At the Boston Children’s Hospital Neuromuscular Center, we care for infants, children, and teens with neuromuscular disorders.
The neurologists and other specialists in our program are experienced in treating children with muscular dystrophy and other myopathies, neuropathies, motor neuron diseases, and neuromuscular junction disorders.
Our depth of experience in neuromuscular disease
Our center, one of the first clinics providing comprehensive care for patients with neuromuscular diseases, was established in 1977. Today, we continue to offer the highest level of diagnostic and treatment services.
The specialists in our center are experienced with all types of neuromuscular diseases, including:
- All types of muscular dystrophy
- Spinal muscular atrophy
- Congenital myopathies
- Glycogen storage diseases and other metabolic myopathies
- Polymyositis and dermatomyositis
- Charcot-Marie-Tooth disease
- Guillain-Barré syndrome
- Chronic inflammatory demyelinating polyradiculoneuropathy (CIDP)
- Friedreich ataxia
- Traumatic neuropathies, including sports injuries and Erb’s palsies
- Other peripheral neuropathies
- Myasthenia gravis
- Congenital myasthenic syndromes
- Duchenne muscular dystrophy
Duchenne Muscular Dystrophy Clinic
We offer a clinic specifically for patients with Duchenne muscular dystrophy (DMD) the first Monday of each month. During the clinic, your child will have the chance to see a full range of clinicians in one visit. The clinic is staffed by neuromuscular specialists (two physicians and one nurse practitioner), a pulmonologist, an orthopedic surgeon, a physiatrist, physical therapists, a genetics counselor, and a social worker. We also work closely with our cardiology and endocrinology colleagues depending on each patient’s needs.
Our research coordinators are on hand during the clinic to inform families about possible research opportunities. To schedule an appointment for the DMD clinic, call 617-355-8235.
Lucas receives gene therapy for DMD and finds his super muscles
The first patient in the state to receive a new gene therapy is a trailblazer for children with Duchenne muscular dystrophy.

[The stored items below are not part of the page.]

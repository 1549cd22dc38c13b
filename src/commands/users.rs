// Copyright (c) AlphaVelocity.
// All rights reserved.
//
// This source code is licensed under the license found in the
// LICENSE file in the root directory of this source tree.

use anyhow::{bail, Context, Result};

use super::{confirm, flag, navigate, render, require, Ctx, Output};
use crate::api::Backend;
use crate::guard::View;
use crate::models::{Role, UserUpdate};
use crate::utils::{maybe_print_json, pretty_table};

pub fn handle(ctx: &Ctx, m: &clap::ArgMatches) -> Result<()> {
    match m.subcommand() {
        Some(("list", sub)) => {
            let landed = navigate(ctx, View::AdminUsers)?;
            render(ctx, landed, Output::from_matches(sub))?;
        }
        Some(("update", sub)) => update(ctx, sub)?,
        Some(("delete", sub)) => delete(ctx, sub)?,
        _ => {}
    }
    Ok(())
}

pub fn show(ctx: &Ctx, out: Output) -> Result<()> {
    let users = ctx.api.users().context("Failed to fetch users")?;
    if maybe_print_json(out.json, out.jsonl, &users)? {
        return Ok(());
    }
    let rows = users
        .iter()
        .map(|u| {
            vec![
                u.id.clone(),
                u.full_name(),
                u.email.clone(),
                u.role.to_string(),
                u.dob.map(|d| d.to_string()).unwrap_or_default(),
                u.address.clone(),
            ]
        })
        .collect();
    println!(
        "{}",
        pretty_table(&["ID", "Name", "Email", "Role", "DOB", "Address"], rows)
    );
    Ok(())
}

pub fn update_from_matches(sub: &clap::ArgMatches) -> UserUpdate {
    UserUpdate {
        name: sub.get_one::<String>("name").cloned(),
        surname: sub.get_one::<String>("surname").cloned(),
        email: sub.get_one::<String>("email").cloned(),
        address: sub.get_one::<String>("address").cloned(),
        role: sub.get_one::<String>("role").map(|r| Role::parse(r)),
    }
}

fn update(ctx: &Ctx, sub: &clap::ArgMatches) -> Result<()> {
    require(ctx, View::AdminUsers)?;
    let id = sub.get_one::<String>("id").unwrap();
    let patch = update_from_matches(sub);
    if patch.is_empty() {
        bail!("Nothing to update: pass at least one of --name, --surname, --email, --address, --role");
    }
    ctx.api
        .update_user(id, &patch)
        .with_context(|| format!("Failed to update user {}", id))?;
    println!("User {} updated.", id);
    Ok(())
}

fn delete(ctx: &Ctx, sub: &clap::ArgMatches) -> Result<()> {
    require(ctx, View::AdminUsers)?;
    let id = sub.get_one::<String>("id").unwrap();
    if !confirm(&format!("Delete user {}?", id), flag(sub, "yes"))? {
        println!("Cancelled.");
        return Ok(());
    }
    ctx.api
        .delete_user(id)
        .with_context(|| format!("Failed to delete user {}", id))?;
    println!("User {} deleted.", id);
    Ok(())
}
// Copyright (c) AlphaVelocity.
// All rights reserved.
//
// This source code is licensed under the license found in the
// LICENSE file in the root directory of this source tree.

use thiserror::Error;

/// Failures surfaced by the backend client and the submission workflow.
///
/// None of these are fatal: the caller reports them and the user re-runs the
/// command to retry.
#[derive(Debug, Error)]
pub enum ApiError {
    #[error("network error: {0}")]
    Transport(#[from] reqwest::Error),

    #[error("not logged in or session expired; run `finsys auth login`")]
    Unauthenticated,

    #[error("Access Denied (HTTP {status})")]
    Forbidden { status: u16 },

    #[error("{0}")]
    Validation(String),

    #[error("server error (HTTP {status}): {message}")]
    Server { status: u16, message: String },

    #[error("unexpected response body: {0}")]
    Decode(#[from] serde_json::Error),

    #[error("cannot {action} a transaction that is {state}")]
    InvalidTransition {
        action: &'static str,
        state: &'static str,
    },
}

impl ApiError {
    /// Missing or expired credentials; the session should be torn down.
    pub fn is_auth_failure(&self) -> bool {
        matches!(self, ApiError::Unauthenticated)
    }
}

/// Pull a human readable message out of an error response body.
///
/// The backend is not consistent: sometimes `message`, sometimes `Message`,
/// sometimes `details`, sometimes a bare string.
pub fn server_message(body: &str) -> String {
    let trimmed = body.trim();
    if let Ok(v) = serde_json::from_str::<serde_json::Value>(trimmed) {
        for key in ["message", "Message", "details", "title", "error"] {
            if let Some(s) = v.get(key).and_then(|m| m.as_str()) {
                return s.to_string();
            }
        }
        if let Some(s) = v.as_str() {
            return s.to_string();
        }
    }
    if trimmed.is_empty() {
        "no details".to_string()
    } else {
        trimmed.to_string()
    }
}

/// Map a non-success HTTP status to the error taxonomy.
///
/// A 401 on an admin-only endpoint means the caller is logged in but lacks the
/// role, so it reads as Access Denied rather than an expired session.
pub fn classify_status(status: u16, body: &str, admin_only: bool) -> ApiError {
    match status {
        401 if !admin_only => ApiError::Unauthenticated,
        401 | 403 => ApiError::Forbidden { status },
        _ => ApiError::Server {
            status,
            message: server_message(body),
        },
    }
}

Why choose the Neuromuscular Center?
The specialists in our Neuromuscular Center have years of experience diagnosing and treating all types of neuromuscular diseases. Our team of clinicians includes specialists in neurology, orthopedic surgery, physiatry, pulmonology, physical therapy, and genetics, all of whom are experienced in caring for children with neuromuscular disorders. We work together to develop a treatment plan that meets your child’s unique needs and maximizes quality of life.
A unique feature of our clinic is that it brings together the many specialists whose expertise is needed to care for children with neuromuscular disorders. This means your child can see all of their providers at the same time, in the same place.
In addition to our Duchenne Muscular Dystrophy Clinic, we also have a dedicated Spinal Muscular Atrophy Program for children diagnosed with this rare condition
Our network also includes colleagues in cardiology, nutrition, gastroenterology, and other specialties at Boston Children’s who are experienced in caring for children with neuromuscular disorders. So if your child needs to see a doctor or therapist outside our clinic, we can send you to someone who has specialized expertise and who will be sensitive to your child’s unique needs.
We also work with the Augmentative Communication Program, which uses a variety of innovative strategies to help our patients communicate effectively.
The Muscular Dystrophy Association (MDA) has supported our clinic for decades. A representative from the MDA attends most of our weekly clinics to answer questions families may have about MDA services and resources.
Pioneers in neuromuscular research and innovation
In our Neuromuscular Center, we closely tie our clinical care to the latest developments in research. A great deal of this research is going on right here at Boston Children’s.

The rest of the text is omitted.